The study examined the intensity and spatial distribution of functional activation in the left precentral and postcentral gyri during actual motor performance and motor imagery of self‑paced finger‑to‑thumb opposition movements in fourteen right‑handed volunteers using fMRI. The authors located activated foci by plotting the time course of pixel signal intensities in the precentral or postcentral gyrus against single‑step or double‑step waveforms corresponding to different tasks. Significant increases in fMRI signal intensities were observed in the primary motor cortex and perirolandic areas during both motor performance and motor imagery, with motor performance showing larger increases (up to 2.1%) and motor imagery exhibiting about 30% of motor performance’s activation, supporting overlapping neural networks for the two conditions.

Abstract

The intensity and spatial distribution of functional activation in the left precentral and postcentral gyri during actual motor performance (MP) and mental representation [motor imagery (MI)] of self-paced finger-to-thumb opposition movements of the dominant hand were investigated in fourteen right-handed volunteers by functional magnetic resonance imaging (fMRI) techniques. Significant increases in mean normalized fMRI signal intensities over values obtained during the control (visual imagery) tasks were found in a region including the anterior bank and crown of the central sulcus, the presumed site of the primary motor cortex, during both MP (mean percentage increase, 2.1%) and MI (0.8%). In the anterior portion of the precentral gyrus and the postcentral gyrus, mean functional activity levels were also increased during both conditions (MP, 1.7 and 1.2%; MI, 0.6 and 0.4%, respectively). To locate activated foci during MI, MP, or both conditions, the time course of the signal intensities of pixels lying in the precentral or postcentral gyrus was plotted against single-step or double-step waveforms, where the steps of the waveform corresponded to different tasks.
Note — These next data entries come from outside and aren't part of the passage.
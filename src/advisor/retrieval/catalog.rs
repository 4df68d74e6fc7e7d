//! Product catalog abstraction consumed by retrieval.

use std::future::Future;
use std::pin::Pin;

use crate::advisor::core::errors::AdvisorResult;
use crate::advisor::core::product::{Product, SearchPage, SortMode};

/// Boxed future type for catalog operations.
pub type SearchFuture<'a, T> = Pin<Box<dyn Future<Output = T> + Send + 'a>>;

/// Trait abstraction over the product search backend.
pub trait ProductCatalog: Send + Sync {
    /// Full-text search returning one page of products.
    ///
    /// # Errors
    /// Returns an error if the backend cannot answer the query.
    fn search_products(
        &self,
        query: &str,
        limit: usize,
        offset: usize,
        sort: SortMode,
    ) -> SearchFuture<'_, AdvisorResult<SearchPage>>;

    /// Nearest products to an embedding vector, closest first.
    ///
    /// # Errors
    /// Returns an error if the backend cannot answer the query.
    fn find_similar_by_embedding(
        &self,
        vector: Vec<f64>,
        limit: usize,
    ) -> SearchFuture<'_, AdvisorResult<Vec<Product>>>;
}
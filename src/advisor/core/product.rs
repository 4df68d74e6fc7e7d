//! Catalog records and recommendation cards.

use serde::{Deserialize, Serialize};

/// A catalog product as returned by the search collaborator.
#[derive(Clone, Debug, PartialEq, Serialize, Deserialize)]
pub struct Product {
    /// Catalog identifier.
    pub id: i64,
    /// Product name.
    pub name: String,
    /// Brand name.
    pub brand: String,
    /// URL slug.
    pub slug: String,
    /// Thumbnail image URL.
    #[serde(default)]
    pub thumbnail_url: String,
    /// Price in the store currency.
    pub price: f64,
    /// Occasion tags.
    #[serde(default)]
    pub occasions: Vec<String>,
    /// Season tags.
    #[serde(default)]
    pub seasons: Vec<String>,
    /// Accord tags.
    #[serde(default)]
    pub accords: Vec<String>,
}

/// A recommendation card surfaced to the user.
#[derive(Clone, Debug, PartialEq, Serialize, Deserialize)]
pub struct Suggestion {
    /// Catalog identifier.
    pub id: i64,
    /// Product name.
    pub name: String,
    /// Brand name.
    pub brand: String,
    /// URL slug.
    pub slug: String,
    /// Thumbnail image URL.
    pub thumbnail_url: String,
    /// Price in the store currency.
    pub price: f64,
    /// Why the product fits the user's profile.
    pub reason: String,
}

impl Suggestion {
    /// Build a card from a product and its compatibility reason.
    #[must_use]
    pub fn from_product(product: Product, reason: impl Into<String>) -> Self {
        Self {
            id: product.id,
            name: product.name,
            brand: product.brand,
            slug: product.slug,
            thumbnail_url: product.thumbnail_url,
            price: product.price,
            reason: reason.into(),
        }
    }
}

/// Ordering requested from the full-text search.
#[derive(Clone, Copy, Debug, Default, Eq, PartialEq, Serialize, Deserialize)]
#[serde(rename_all = "snake_case")]
pub enum SortMode {
    /// Best text match first.
    #[default]
    Relevance,
    /// Cheapest first.
    PriceAsc,
    /// Most expensive first.
    PriceDesc,
    /// Most recently added first.
    Newest,
}

/// One page of full-text search results.
#[derive(Clone, Debug, Default, PartialEq)]
pub struct SearchPage {
    /// Products on this page.
    pub products: Vec<Product>,
    /// Total number of matches across all pages.
    pub total: usize,
}
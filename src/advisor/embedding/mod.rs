//! Query embedding modules.

pub mod embedder;

pub use embedder::{EmbedFuture, OllamaEmbedder, QueryEmbedder};
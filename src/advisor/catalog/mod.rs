//! Catalog adapters.

pub mod in_memory;

pub use in_memory::{CatalogEntry, InMemoryCatalog};
//! Pure operations over preference profiles.

use std::collections::hash_map::DefaultHasher;
use std::hash::{Hash, Hasher};

use crate::advisor::core::slots::{SlotCategory, Slots};

/// Categories appended to the search query, in precedence order.
const QUERY_PRECEDENCE: [SlotCategory; 6] = [
    SlotCategory::Gender,
    SlotCategory::Accords,
    SlotCategory::Occasions,
    SlotCategory::Seasons,
    SlotCategory::Climate,
    SlotCategory::Notes,
];

/// Merge two profiles: per category `a`'s values then `b`'s, deduplicated.
#[must_use]
pub fn merge(a: &Slots, b: &Slots) -> Slots {
    let mut merged = Slots::default();
    for category in SlotCategory::ALL {
        for value in a.get(category).iter().chain(b.get(category)) {
            merged.insert(category, value.as_str());
        }
    }
    merged
}

/// First category in priority order that holds no value.
///
/// Returns `None` once every askable category is filled.
#[must_use]
pub fn next_missing(slots: &Slots) -> Option<SlotCategory> {
    SlotCategory::PRIORITY
        .into_iter()
        .find(|category| slots.get(*category).is_empty())
}

/// Canonical text form of a profile, stable across runs.
///
/// Each value is prefixed with its byte length so labels containing the
/// separators cannot collide.
#[must_use]
pub fn canonical_profile(slots: &Slots) -> String {
    SlotCategory::ALL
        .into_iter()
        .map(|category| {
            let values = slots
                .get(category)
                .iter()
                .map(|value| format!("{}:{value}", value.len()))
                .collect::<Vec<_>>()
                .join(",");
            format!("{}:{values}", category.short_code())
        })
        .collect::<Vec<_>>()
        .join("|")
}

/// Deterministic fingerprint of a profile, used as a cache key.
#[must_use]
pub fn profile_hash(slots: &Slots) -> String {
    let mut hasher = DefaultHasher::new();
    canonical_profile(slots).hash(&mut hasher);
    let value = hasher.finish();
    format!("{value:016x}")
}

/// Full-text query: the message followed by the first value of the query categories.
#[must_use]
pub fn build_search_query(slots: &Slots, message: &str) -> String {
    let mut query = message.to_string();
    for value in QUERY_PRECEDENCE
        .into_iter()
        .filter_map(|category| slots.first(category))
    {
        if !query.is_empty() {
            query.push(' ');
        }
        query.push_str(value);
    }
    query
}

/// Clarifying question asked when a category is still missing.
#[must_use]
pub const fn follow_up_question(category: SlotCategory) -> &'static str {
    match category {
        SlotCategory::Occasions => {
            "Para qual ocasião você quer o perfume? Trabalho, dia a dia, festa ou encontro?"
        }
        SlotCategory::Climate => "Você vai usar mais em clima quente, frio ou ameno?",
        SlotCategory::Intensity => "Prefere algo suave, moderado ou mais intenso?",
        SlotCategory::Accords => {
            "Quais famílias olfativas te agradam? Floral, amadeirado, cítrico, doce..."
        }
        SlotCategory::Budget => "Qual faixa de preço você imagina: econômico, médio ou premium?",
        SlotCategory::Longevity => "Quanto tempo você gostaria que o perfume durasse na pele?",
        SlotCategory::Seasons => "Em qual estação do ano pretende usar mais?",
        SlotCategory::Gender => "É para você? Prefere uma fragrância feminina, masculina ou unissex?",
        SlotCategory::Notes => "Tem alguma nota que você adora, como baunilha, rosa ou café?",
    }
}

/// Follow-up hint for a profile: the next clarifying question, or empty when complete.
#[must_use]
pub fn follow_up_hint(slots: &Slots) -> String {
    next_missing(slots)
        .map(follow_up_question)
        .unwrap_or_default()
        .to_string()
}

#[cfg(test)]
mod tests {
    use super::*;

    fn slots(entries: &[(SlotCategory, &str)]) -> Slots {
        let mut slots = Slots::default();
        for (category, value) in entries {
            slots.insert(*category, *value);
        }
        slots
    }

    fn full_profile() -> Slots {
        slots(&[
            (SlotCategory::Occasions, "Trabalho"),
            (SlotCategory::Climate, "Quente"),
            (SlotCategory::Seasons, "Verão"),
            (SlotCategory::Intensity, "Suave"),
            (SlotCategory::Accords, "Cítrico"),
            (SlotCategory::Budget, "Médio"),
            (SlotCategory::Longevity, "Alta"),
            (SlotCategory::Gender, "Unissex"),
        ])
    }

    #[test]
    fn test_merge_is_idempotent() {
        let a = slots(&[
            (SlotCategory::Accords, "Floral"),
            (SlotCategory::Budget, "Médio"),
        ]);
        let b = slots(&[
            (SlotCategory::Accords, "Cítrico"),
            (SlotCategory::Accords, "Floral"),
            (SlotCategory::Occasions, "Trabalho"),
        ]);

        let once = merge(&a, &b);
        let twice = merge(&once, &b);
        assert_eq!(once, twice);
        assert_eq!(once.accords, vec!["Floral", "Cítrico"]);
        assert_eq!(once.occasions, vec!["Trabalho"]);
        assert_eq!(once.budget, vec!["Médio"]);
    }

    #[test]
    fn test_merge_never_duplicates() {
        let a = slots(&[(SlotCategory::Notes, "Rosa")]);
        let merged = merge(&a, &a);
        assert_eq!(merged.notes, vec!["Rosa"]);
    }

    #[test]
    fn test_merge_dedupes_values_already_in_first_profile() {
        let a = Slots {
            accords: vec!["Floral".to_string(), "Floral".to_string()],
            ..Slots::default()
        };
        let merged = merge(&a, &Slots::default());
        assert_eq!(merged.accords, vec!["Floral"]);
    }

    #[test]
    fn test_next_missing_follows_priority() {
        let mut profile = Slots::default();
        assert_eq!(next_missing(&profile), Some(SlotCategory::Occasions));

        profile.insert(SlotCategory::Occasions, "Trabalho");
        assert_eq!(next_missing(&profile), Some(SlotCategory::Climate));

        profile.insert(SlotCategory::Climate, "Frio");
        assert_eq!(next_missing(&profile), Some(SlotCategory::Intensity));

        profile.insert(SlotCategory::Seasons, "Inverno");
        assert_eq!(next_missing(&profile), Some(SlotCategory::Intensity));
    }

    #[test]
    fn test_next_missing_none_when_complete() {
        assert_eq!(next_missing(&full_profile()), None);
        assert!(follow_up_hint(&full_profile()).is_empty());
    }

    #[test]
    fn test_next_missing_ignores_notes() {
        let mut profile = full_profile();
        profile.notes.clear();
        assert_eq!(next_missing(&profile), None);
    }

    #[test]
    fn test_profile_hash_is_deterministic() {
        let profile = full_profile();
        assert_eq!(profile_hash(&profile), profile_hash(&profile.clone()));
        assert_eq!(profile_hash(&profile).len(), 16);
    }

    #[test]
    fn test_profile_hash_distinguishes_profiles() {
        let a = slots(&[(SlotCategory::Accords, "Floral")]);
        let b = slots(&[(SlotCategory::Notes, "Floral")]);
        let c = slots(&[
            (SlotCategory::Accords, "Floral"),
            (SlotCategory::Accords, "Doce"),
        ]);
        assert_ne!(profile_hash(&a), profile_hash(&b));
        assert_ne!(profile_hash(&a), profile_hash(&c));
        assert_ne!(profile_hash(&a), profile_hash(&Slots::default()));
    }

    #[test]
    fn test_canonical_profile_layout() {
        let profile = slots(&[
            (SlotCategory::Accords, "Floral"),
            (SlotCategory::Accords, "Doce"),
        ]);
        assert_eq!(
            canonical_profile(&profile),
            "oc:|cl:|se:|in:|ac:6:Floral,4:Doce|bu:|lo:|ge:|no:"
        );
    }

    #[test]
    fn test_profile_hash_separators_in_labels_do_not_collide() {
        let joined = slots(&[(SlotCategory::Accords, "Floral,Doce")]);
        let split = slots(&[
            (SlotCategory::Accords, "Floral"),
            (SlotCategory::Accords, "Doce"),
        ]);
        let piped = slots(&[(SlotCategory::Accords, "Floral|bu:Doce")]);
        let budget = slots(&[
            (SlotCategory::Accords, "Floral"),
            (SlotCategory::Budget, "Doce"),
        ]);
        assert_ne!(profile_hash(&joined), profile_hash(&split));
        assert_ne!(canonical_profile(&piped), canonical_profile(&budget));
    }

    #[test]
    fn test_build_search_query_precedence() {
        let profile = slots(&[
            (SlotCategory::Occasions, "Trabalho"),
            (SlotCategory::Accords, "Floral"),
            (SlotCategory::Accords, "Doce"),
            (SlotCategory::Gender, "Feminino"),
            (SlotCategory::Budget, "Médio"),
        ]);
        assert_eq!(
            build_search_query(&profile, "algo leve"),
            "algo leve Feminino Floral Trabalho"
        );
    }

    #[test]
    fn test_build_search_query_empty_inputs() {
        assert_eq!(build_search_query(&Slots::default(), ""), "");
        let profile = slots(&[(SlotCategory::Notes, "Baunilha")]);
        assert_eq!(build_search_query(&profile, ""), "Baunilha");
    }
}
Pixels significantly (r > 0.7) activated during both MP and MI were identified in each region in the majority of subjects; percentage increases in signal intensity during MI were on average 30% as great as increases during MP. The pixels activated during both MP and MI appear to represent a large fraction of the whole population activated during MP. These results support the hypothesis that MI and MP involve overlapping neural networks in perirolandic cortical areas.